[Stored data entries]
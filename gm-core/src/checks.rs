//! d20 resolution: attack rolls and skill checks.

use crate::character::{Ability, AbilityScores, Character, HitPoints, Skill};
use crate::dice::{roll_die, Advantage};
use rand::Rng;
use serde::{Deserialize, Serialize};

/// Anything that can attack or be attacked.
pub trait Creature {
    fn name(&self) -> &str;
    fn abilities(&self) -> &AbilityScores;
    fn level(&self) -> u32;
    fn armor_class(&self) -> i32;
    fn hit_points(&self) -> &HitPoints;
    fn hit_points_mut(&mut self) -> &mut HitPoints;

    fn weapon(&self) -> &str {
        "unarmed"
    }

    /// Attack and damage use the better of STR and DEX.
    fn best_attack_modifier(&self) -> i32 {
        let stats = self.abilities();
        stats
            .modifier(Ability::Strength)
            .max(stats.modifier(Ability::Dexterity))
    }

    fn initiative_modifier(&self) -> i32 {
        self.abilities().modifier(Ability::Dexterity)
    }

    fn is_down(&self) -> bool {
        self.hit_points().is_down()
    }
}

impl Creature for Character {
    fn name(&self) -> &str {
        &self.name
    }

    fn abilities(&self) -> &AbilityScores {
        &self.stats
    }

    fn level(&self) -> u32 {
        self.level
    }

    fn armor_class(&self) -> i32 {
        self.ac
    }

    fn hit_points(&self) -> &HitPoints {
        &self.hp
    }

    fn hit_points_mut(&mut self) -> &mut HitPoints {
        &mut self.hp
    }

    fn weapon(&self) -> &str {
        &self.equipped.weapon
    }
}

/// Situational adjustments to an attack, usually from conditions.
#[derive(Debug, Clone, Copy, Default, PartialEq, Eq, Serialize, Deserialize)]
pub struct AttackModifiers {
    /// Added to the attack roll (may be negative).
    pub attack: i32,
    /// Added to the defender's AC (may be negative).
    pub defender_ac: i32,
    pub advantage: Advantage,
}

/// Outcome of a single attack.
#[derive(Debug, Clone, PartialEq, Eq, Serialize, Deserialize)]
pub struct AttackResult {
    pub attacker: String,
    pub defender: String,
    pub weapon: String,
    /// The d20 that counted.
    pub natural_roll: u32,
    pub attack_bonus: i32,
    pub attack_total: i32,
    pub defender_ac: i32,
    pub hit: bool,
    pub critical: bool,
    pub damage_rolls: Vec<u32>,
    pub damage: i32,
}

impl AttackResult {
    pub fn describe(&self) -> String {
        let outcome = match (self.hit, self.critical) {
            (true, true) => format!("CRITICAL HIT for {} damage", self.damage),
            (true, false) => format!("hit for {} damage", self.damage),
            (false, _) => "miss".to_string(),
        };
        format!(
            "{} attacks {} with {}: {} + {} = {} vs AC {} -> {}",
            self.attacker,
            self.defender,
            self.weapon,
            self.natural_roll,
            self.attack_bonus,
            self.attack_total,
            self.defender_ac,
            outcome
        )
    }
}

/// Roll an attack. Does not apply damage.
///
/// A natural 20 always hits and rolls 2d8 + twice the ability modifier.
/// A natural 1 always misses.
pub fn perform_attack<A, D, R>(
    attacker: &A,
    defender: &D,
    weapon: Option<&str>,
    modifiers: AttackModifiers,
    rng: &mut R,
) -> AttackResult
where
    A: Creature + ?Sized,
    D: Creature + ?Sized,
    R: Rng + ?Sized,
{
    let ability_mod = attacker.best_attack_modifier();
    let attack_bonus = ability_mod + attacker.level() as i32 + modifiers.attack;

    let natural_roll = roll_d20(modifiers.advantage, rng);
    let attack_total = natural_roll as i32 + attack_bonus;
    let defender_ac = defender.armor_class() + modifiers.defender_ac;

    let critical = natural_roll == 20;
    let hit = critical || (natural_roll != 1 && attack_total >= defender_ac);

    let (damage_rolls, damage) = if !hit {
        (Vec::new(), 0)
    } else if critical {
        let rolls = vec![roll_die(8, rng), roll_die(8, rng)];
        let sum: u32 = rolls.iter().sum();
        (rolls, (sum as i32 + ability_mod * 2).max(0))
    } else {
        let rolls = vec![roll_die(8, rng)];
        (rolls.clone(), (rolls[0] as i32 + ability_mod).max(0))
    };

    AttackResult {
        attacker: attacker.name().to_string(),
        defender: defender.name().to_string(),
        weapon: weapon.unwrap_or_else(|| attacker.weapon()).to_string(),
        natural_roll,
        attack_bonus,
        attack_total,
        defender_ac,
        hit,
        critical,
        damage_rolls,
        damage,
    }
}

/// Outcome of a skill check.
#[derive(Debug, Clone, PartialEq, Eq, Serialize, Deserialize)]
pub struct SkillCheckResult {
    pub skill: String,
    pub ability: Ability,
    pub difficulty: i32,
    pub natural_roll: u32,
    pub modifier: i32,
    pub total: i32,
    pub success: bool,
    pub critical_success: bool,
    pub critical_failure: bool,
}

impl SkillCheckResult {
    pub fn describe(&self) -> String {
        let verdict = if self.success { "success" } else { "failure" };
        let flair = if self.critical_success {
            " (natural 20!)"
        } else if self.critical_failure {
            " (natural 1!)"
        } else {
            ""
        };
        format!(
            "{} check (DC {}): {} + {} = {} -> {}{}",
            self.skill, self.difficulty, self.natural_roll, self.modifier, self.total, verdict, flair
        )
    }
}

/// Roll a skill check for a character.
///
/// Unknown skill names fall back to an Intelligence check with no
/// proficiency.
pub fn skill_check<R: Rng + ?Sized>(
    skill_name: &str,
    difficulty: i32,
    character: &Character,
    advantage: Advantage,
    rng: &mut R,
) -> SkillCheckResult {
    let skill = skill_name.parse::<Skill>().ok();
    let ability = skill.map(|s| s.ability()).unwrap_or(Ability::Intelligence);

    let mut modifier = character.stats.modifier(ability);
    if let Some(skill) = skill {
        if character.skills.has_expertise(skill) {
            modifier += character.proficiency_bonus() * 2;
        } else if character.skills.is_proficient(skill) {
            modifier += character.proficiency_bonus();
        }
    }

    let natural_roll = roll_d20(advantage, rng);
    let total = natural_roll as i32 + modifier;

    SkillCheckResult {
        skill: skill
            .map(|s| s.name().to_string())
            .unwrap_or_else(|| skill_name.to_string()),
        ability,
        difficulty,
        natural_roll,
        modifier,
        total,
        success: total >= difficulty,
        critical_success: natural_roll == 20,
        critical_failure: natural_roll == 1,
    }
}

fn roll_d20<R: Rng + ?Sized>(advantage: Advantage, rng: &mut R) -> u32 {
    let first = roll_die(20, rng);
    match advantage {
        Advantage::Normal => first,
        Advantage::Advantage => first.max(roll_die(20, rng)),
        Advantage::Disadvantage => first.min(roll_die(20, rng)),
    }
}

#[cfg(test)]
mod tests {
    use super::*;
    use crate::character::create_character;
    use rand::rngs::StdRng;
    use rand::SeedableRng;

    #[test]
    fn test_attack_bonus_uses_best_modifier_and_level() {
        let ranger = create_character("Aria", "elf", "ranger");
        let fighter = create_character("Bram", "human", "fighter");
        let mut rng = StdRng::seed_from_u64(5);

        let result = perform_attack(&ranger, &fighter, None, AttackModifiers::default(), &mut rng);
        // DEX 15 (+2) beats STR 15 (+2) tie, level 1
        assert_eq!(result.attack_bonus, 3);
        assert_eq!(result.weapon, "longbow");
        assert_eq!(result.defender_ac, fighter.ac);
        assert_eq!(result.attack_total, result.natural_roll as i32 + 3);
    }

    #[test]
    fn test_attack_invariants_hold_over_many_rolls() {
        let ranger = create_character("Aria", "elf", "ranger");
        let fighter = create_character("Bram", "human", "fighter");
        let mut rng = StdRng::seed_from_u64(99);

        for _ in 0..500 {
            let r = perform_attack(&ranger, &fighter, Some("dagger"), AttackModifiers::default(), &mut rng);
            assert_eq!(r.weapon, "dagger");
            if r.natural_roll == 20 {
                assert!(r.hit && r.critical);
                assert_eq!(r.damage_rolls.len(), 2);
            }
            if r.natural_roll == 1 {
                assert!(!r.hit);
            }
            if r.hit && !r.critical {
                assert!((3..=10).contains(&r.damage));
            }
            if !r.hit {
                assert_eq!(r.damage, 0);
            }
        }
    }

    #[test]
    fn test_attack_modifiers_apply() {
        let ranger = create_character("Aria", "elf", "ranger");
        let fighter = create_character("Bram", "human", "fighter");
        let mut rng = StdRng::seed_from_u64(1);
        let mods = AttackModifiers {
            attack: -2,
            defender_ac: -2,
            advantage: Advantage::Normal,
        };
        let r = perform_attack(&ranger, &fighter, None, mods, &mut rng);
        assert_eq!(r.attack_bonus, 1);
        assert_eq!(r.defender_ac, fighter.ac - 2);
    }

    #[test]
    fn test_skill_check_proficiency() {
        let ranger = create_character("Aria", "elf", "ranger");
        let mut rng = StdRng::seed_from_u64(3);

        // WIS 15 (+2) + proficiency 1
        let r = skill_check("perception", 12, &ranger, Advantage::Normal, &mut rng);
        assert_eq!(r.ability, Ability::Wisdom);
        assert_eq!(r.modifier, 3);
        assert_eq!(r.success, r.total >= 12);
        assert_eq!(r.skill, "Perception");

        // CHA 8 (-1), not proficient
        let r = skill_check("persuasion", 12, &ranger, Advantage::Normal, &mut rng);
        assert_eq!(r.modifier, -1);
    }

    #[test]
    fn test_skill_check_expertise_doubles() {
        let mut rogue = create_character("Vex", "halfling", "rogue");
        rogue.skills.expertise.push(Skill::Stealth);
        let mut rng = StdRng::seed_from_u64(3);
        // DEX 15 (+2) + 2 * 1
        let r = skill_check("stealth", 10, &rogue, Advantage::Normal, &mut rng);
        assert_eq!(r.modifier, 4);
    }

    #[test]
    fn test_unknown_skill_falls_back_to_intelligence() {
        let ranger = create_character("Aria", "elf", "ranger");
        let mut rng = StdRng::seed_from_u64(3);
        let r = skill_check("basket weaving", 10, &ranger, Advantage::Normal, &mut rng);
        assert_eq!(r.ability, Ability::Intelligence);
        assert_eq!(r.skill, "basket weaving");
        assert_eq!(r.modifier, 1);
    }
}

> [EXERCISE BRIEF] Tell how many lines of the data above contain the word "AttackModifiers", giving the number by itself.

> [SOLVED PROBLEM] 5